Let $d\in\mathbb N$. Say that $(u_i)_{i\in\mathbb N}\subseteq[0,1)^d$ is uniformly distributed if $$\sup_{a\in[0,\:1)^d}\left|\frac1n\sum_{i=1}^n1_{[0,\:a)}(u_i)-\prod_{i=1}^da_i\right|\xrightarrow{n\to\infty}0\tag1.$$
How can we conclude that if $f:[0,1]^d\to\mathbb R$ is continuous, then $$\frac1n\sum_{i=1}^nf(u_i)\xrightarrow{n\to\infty}\int_{[0,\:1)^d}f\:{\rm d}\lambda^{\otimes d}\tag2,$$ where $\lambda$ denotes the Lebesgue measure on $\mathcal B(\mathbb R)?$
Noting that $\lambda^{\otimes d}\left([0,a)\right)=\prod_{i=1}^da_i$ for all $a\in[0,1)^d$ and $\mathcal B\left([0,1)^d\right)$ is generated by $\{[0,a):a\in[0,1)^d\}$, we easily see that $(2)$ is satisfied for all Borel measurable $f:[0,1)^d\to\mathbb R$ with $\left|f\left([0,1)^d\right)\right|\in\mathbb N$.
Now let $f_k:[0,1)^d\to\mathbb R$ be Borel measurable with $\left|f_k\left([0,1)^d\right)\right|\in\mathbb N$ and $\left|f_k\right|\le\left|f\right|$ for $k\in\mathbb N$ and $f_k\xrightarrow{k\to\infty}f$. By the aforementioned result, $(2)$ holds for $f$ replaced by $f_k$ for all $k\in\mathbb N$. By Lebesgue's dominated convergence theorem, $$\int_{[0,\:1)^d}\left|f_k-f\right|\:{\rm d}\lambda^{\otimes d}\xrightarrow{k\to\infty}0\tag3.$$
Now we can clearly write \begin{equation}\begin{split}&\left|\frac1n\sum_{i=1}^nf(u_i)-\int_{[0,\:1)^d}f\:{\rm d}\lambda^{\otimes d}\right|\\&\;\;\;\;\;\;\;\;\;\;\;\;\frac1n\sum_{i=1}^n\left|f_k-f\right|(u_i)+\left|\frac1n\sum_{i=1}^nf_k(u_i)-\int_{[0,\:1)^d}f_k\:{\rm d}\lambda^{\otimes d}\right|+\int_{[0,\:1)^d}\left|f_k-f\right|\:{\rm d}\lambda^{\otimes d}\end{split}\tag4\end{equation} for all $k,n\in\mathbb N$. But how can we conclude? We somehow need to use that $f$ is (uniformly) continuous on $[0,1)^d$, I guess.

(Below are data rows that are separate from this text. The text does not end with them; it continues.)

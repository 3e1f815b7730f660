// Copyright (c) 2025 Erick Bourgeois, firestoned
// SPDX-License-Identifier: MIT

//! In-memory stand-in for the WAPI `record:a` endpoint.
//!
//! [`InMemoryRecordStore`] implements [`RecordClient`] with the NIOS behaviour
//! the controllers depend on:
//!
//! - references are assigned on create as `record:a/<key>:<name>/<view>`
//! - server-side defaults (`creator`, `view`, boolean flags) and computed
//!   fields (`zone`, `dns_name`, `creation_time`) are filled in
//! - writes to read-only fields and changes of `view` are rejected with HTTP 400
//! - renames change the reference but keep the key
//! - searches are exact-match on fields and extensible attributes, in
//!   insertion order
//!
//! Every request is recorded so tests can assert on what was sent.

use crate::client::{RecordClient, RequestOptions};
use crate::constants::{
    CREATOR_STATIC, DEFAULT_DNS_VIEW, EXTATTR_VALUE_KEY, RECORD_A_OBJECT_TYPE,
};
use crate::errors::ClientError;
use crate::filter::RecordFilter;
use crate::identity::object_key;
use crate::wire::WireObject;
use async_trait::async_trait;
use base64::engine::general_purpose::URL_SAFE_NO_PAD;
use base64::Engine;
use serde_json::{json, Value as Json};
use std::collections::VecDeque;
use std::sync::atomic::{AtomicU64, Ordering};
use tokio::sync::RwLock;
use tracing::debug;

/// Fields NIOS computes and refuses to accept on writes.
const READ_ONLY_FIELDS: &[&str] = &[
    "aws_rte53_record_info",
    "cloud_info",
    "creation_time",
    "discovered_data",
    "dns_name",
    "last_queried",
    "ms_ad_user_data",
    "reclaimable",
    "shared_record_group",
    "zone",
];

/// Fields accepted on writes but never stored.
const WRITE_ONLY_FIELDS: &[&str] = &["remove_associated_ptr"];

/// Boolean fields NIOS defaults to `false`.
const FALSE_BY_DEFAULT: &[&str] = &["ddns_protected", "disable", "forbid_reclamation", "use_ttl"];

/// Requests kept in the log; older entries are dropped first.
pub const REQUEST_LOG_CAPACITY: usize = 1024;

/// A request received by the store.
#[derive(Debug, Clone, PartialEq)]
pub struct RecordedRequest {
    /// `get`, `create`, `replace`, `delete` or `list`
    pub method: &'static str,
    /// Identity addressed, if any
    pub identity: Option<String>,
    /// Body sent, if any
    pub body: Option<WireObject>,
    /// Options sent, if any
    pub options: Option<RequestOptions>,
}

#[derive(Debug, Clone)]
struct StoredRecord {
    key: String,
    object: WireObject,
}

/// In-memory `record:a` endpoint.
#[derive(Debug, Default)]
pub struct InMemoryRecordStore {
    records: RwLock<Vec<StoredRecord>>,
    requests: RwLock<VecDeque<RecordedRequest>>,
    sequence: AtomicU64,
}

impl InMemoryRecordStore {
    #[must_use]
    pub fn new() -> Self {
        Self::default()
    }

    /// Number of stored records.
    pub async fn len(&self) -> usize {
        self.records.read().await.len()
    }

    /// Returns `true` if no record is stored.
    pub async fn is_empty(&self) -> bool {
        self.records.read().await.is_empty()
    }

    /// Full stored object, bypassing field selection.
    pub async fn snapshot(&self, identity: &str) -> Option<WireObject> {
        let key = object_key(RECORD_A_OBJECT_TYPE, identity);
        self.records
            .read()
            .await
            .iter()
            .find(|record| record.key == key)
            .map(|record| record.object.clone())
    }

    /// Logged requests, oldest first.
    ///
    /// The log holds the last [`REQUEST_LOG_CAPACITY`] requests.
    pub async fn requests(&self) -> Vec<RecordedRequest> {
        self.requests.read().await.iter().cloned().collect()
    }

    /// Empty the request log.
    pub async fn clear_requests(&self) {
        self.requests.write().await.clear();
    }

    /// The most recent request of `method`.
    pub async fn last_request(&self, method: &str) -> Option<RecordedRequest> {
        self.requests
            .read()
            .await
            .iter()
            .rev()
            .find(|request| request.method == method)
            .cloned()
    }

    async fn record_request(
        &self,
        method: &'static str,
        identity: Option<&str>,
        body: Option<&WireObject>,
        options: Option<&RequestOptions>,
    ) {
        let mut requests = self.requests.write().await;
        if requests.len() == REQUEST_LOG_CAPACITY {
            requests.pop_front();
        }
        requests.push_back(RecordedRequest {
            method,
            identity: identity.map(str::to_string),
            body: body.cloned(),
            options: options.cloned(),
        });
    }

    fn next_key(&self, name: &str, ipv4addr: &str) -> String {
        let sequence = self.sequence.fetch_add(1, Ordering::Relaxed);
        URL_SAFE_NO_PAD.encode(format!("dns.bind_a${sequence}.{name}.{ipv4addr}"))
    }
}

fn bad_request(message: impl Into<String>) -> ClientError {
    ClientError::Http {
        status: 400,
        body: message.into(),
    }
}

fn not_found(identity: &str) -> ClientError {
    ClientError::NotFound {
        reference: format!("{RECORD_A_OBJECT_TYPE}/{identity}"),
    }
}

fn reference_for(key: &str, object: &WireObject) -> String {
    let name = object.field_str("name").unwrap_or_default();
    let view = object.field_str("view").unwrap_or(DEFAULT_DNS_VIEW);
    format!("{RECORD_A_OBJECT_TYPE}/{key}:{name}/{view}")
}

fn reject_read_only(object: &WireObject) -> Result<(), ClientError> {
    match object
        .fields
        .keys()
        .find(|field| READ_ONLY_FIELDS.contains(&field.as_str()))
    {
        Some(field) => Err(bad_request(format!(
            "AdmConProtoError: Field is not writable: {field}"
        ))),
        None => Ok(()),
    }
}

fn require_string(object: &WireObject, field: &str) -> Result<String, ClientError> {
    object
        .field_str(field)
        .map(str::to_string)
        .ok_or_else(|| bad_request(format!("AdmConProtoError: Required field missing: {field}")))
}

/// Apply `_return_fields2` and `_return_as_object` to a stored object.
fn project(object: &WireObject, options: &RequestOptions) -> WireObject {
    if !options.return_as_object {
        return WireObject {
            reference: object.reference.clone(),
            fields: serde_json::Map::new(),
        };
    }
    if options.return_fields.is_empty() {
        return object.clone();
    }
    WireObject {
        reference: object.reference.clone(),
        fields: object
            .fields
            .iter()
            .filter(|(field, _)| options.return_fields.iter().any(|f| f == *field))
            .map(|(field, value)| (field.clone(), value.clone()))
            .collect(),
    }
}

fn matches_filter(object: &WireObject, filter: &RecordFilter) -> bool {
    let fields_match = filter.fields.iter().all(|(field, expected)| {
        match object.field(field) {
            Some(Json::String(actual)) => actual == expected,
            Some(other) => other.to_string() == *expected,
            None => false,
        }
    });
    let extattrs_match = filter.extattrs.iter().all(|(name, expected)| {
        object
            .field("extattrs")
            .and_then(|extattrs| extattrs.get(name))
            .and_then(|extattr| extattr.get(EXTATTR_VALUE_KEY))
            .is_some_and(|actual| match actual {
                Json::String(actual) => actual == expected,
                other => other.to_string() == *expected,
            })
    });
    fields_match && extattrs_match
}

#[async_trait]
impl RecordClient for InMemoryRecordStore {
    async fn get(
        &self,
        identity: &str,
        options: &RequestOptions,
    ) -> Result<WireObject, ClientError> {
        self.record_request("get", Some(identity), None, Some(options))
            .await;
        let key = object_key(RECORD_A_OBJECT_TYPE, identity);
        self.records
            .read()
            .await
            .iter()
            .find(|record| record.key == key)
            .map(|record| project(&record.object, options))
            .ok_or_else(|| not_found(key))
    }

    async fn create(
        &self,
        object: &WireObject,
        options: &RequestOptions,
    ) -> Result<WireObject, ClientError> {
        self.record_request("create", None, Some(object), Some(options))
            .await;
        reject_read_only(object)?;
        if object.reference.is_some() {
            return Err(bad_request("AdmConProtoError: Field is not writable: _ref"));
        }
        let name = require_string(object, "name")?;
        let ipv4addr = require_string(object, "ipv4addr")?;

        let mut stored = object.clone();
        for field in WRITE_ONLY_FIELDS {
            stored.fields.remove(*field);
        }
        let defaults = [
            ("creator", json!(CREATOR_STATIC)),
            ("view", json!(DEFAULT_DNS_VIEW)),
        ];
        for (field, value) in defaults {
            stored.fields.entry(field).or_insert(value);
        }
        for field in FALSE_BY_DEFAULT {
            stored.fields.entry(*field).or_insert(json!(false));
        }
        let zone = name.split_once('.').map_or("", |(_, zone)| zone).to_string();
        stored.fields.insert("zone".to_string(), json!(zone));
        stored.fields.insert("dns_name".to_string(), json!(name));
        stored.fields.insert("reclaimable".to_string(), json!(false));
        stored.fields.insert(
            "creation_time".to_string(),
            json!(chrono::Utc::now().timestamp()),
        );

        let key = self.next_key(&name, &ipv4addr);
        stored.reference = Some(reference_for(&key, &stored));
        debug!(identity = %key, name = %name, "Stored in-memory A record");

        let response = project(&stored, options);
        self.records.write().await.push(StoredRecord {
            key,
            object: stored,
        });
        Ok(response)
    }

    async fn replace(
        &self,
        identity: &str,
        object: &WireObject,
        options: &RequestOptions,
    ) -> Result<WireObject, ClientError> {
        self.record_request("replace", Some(identity), Some(object), Some(options))
            .await;
        reject_read_only(object)?;

        let key = object_key(RECORD_A_OBJECT_TYPE, identity);
        let mut records = self.records.write().await;
        let record = records
            .iter_mut()
            .find(|record| record.key == key)
            .ok_or_else(|| not_found(key))?;

        if let Some(view) = object.field("view") {
            if record.object.field("view") != Some(view) {
                return Err(bad_request("AdmConDataError: The view of a record cannot be changed"));
            }
        }

        for (field, value) in &object.fields {
            if !WRITE_ONLY_FIELDS.contains(&field.as_str()) {
                record.object.fields.insert(field.clone(), value.clone());
            }
        }
        if let Some(name) = object.field_str("name") {
            let zone = name.split_once('.').map_or("", |(_, zone)| zone).to_string();
            record.object.fields.insert("dns_name".to_string(), json!(name));
            record.object.fields.insert("zone".to_string(), json!(zone));
        }
        record.object.reference = Some(reference_for(&record.key, &record.object));

        Ok(project(&record.object, options))
    }

    async fn delete(&self, identity: &str) -> Result<(), ClientError> {
        self.record_request("delete", Some(identity), None, None).await;
        let key = object_key(RECORD_A_OBJECT_TYPE, identity);
        let mut records = self.records.write().await;
        let position = records
            .iter()
            .position(|record| record.key == key)
            .ok_or_else(|| not_found(key))?;
        records.remove(position);
        Ok(())
    }

    async fn list(
        &self,
        filter: &RecordFilter,
        options: &RequestOptions,
    ) -> Result<Vec<WireObject>, ClientError> {
        self.record_request("list", None, None, Some(options)).await;
        Ok(self
            .records
            .read()
            .await
            .iter()
            .filter(|record| matches_filter(&record.object, filter))
            .map(|record| project(&record.object, options))
            .collect())
    }
}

By the way, are we able to relax any of the assumptions? For example, at least in the case of a finite image, $(2)$ even holds when $(1)$ is replaced by the weaker condition $$\left|\frac1n\sum_{i=1}^n1_{[0,\:a)}(u_i)-\prod_{i=1}^da_i\right|\xrightarrow{n\to\infty}0\;\;\;\text{for all }a\in[0,1)^d\tag{1'}.$$ But I'm not sure whether this can be extended for more general $f$. I would also like to know wheter we can impose a weaker condition than continuity on $f$.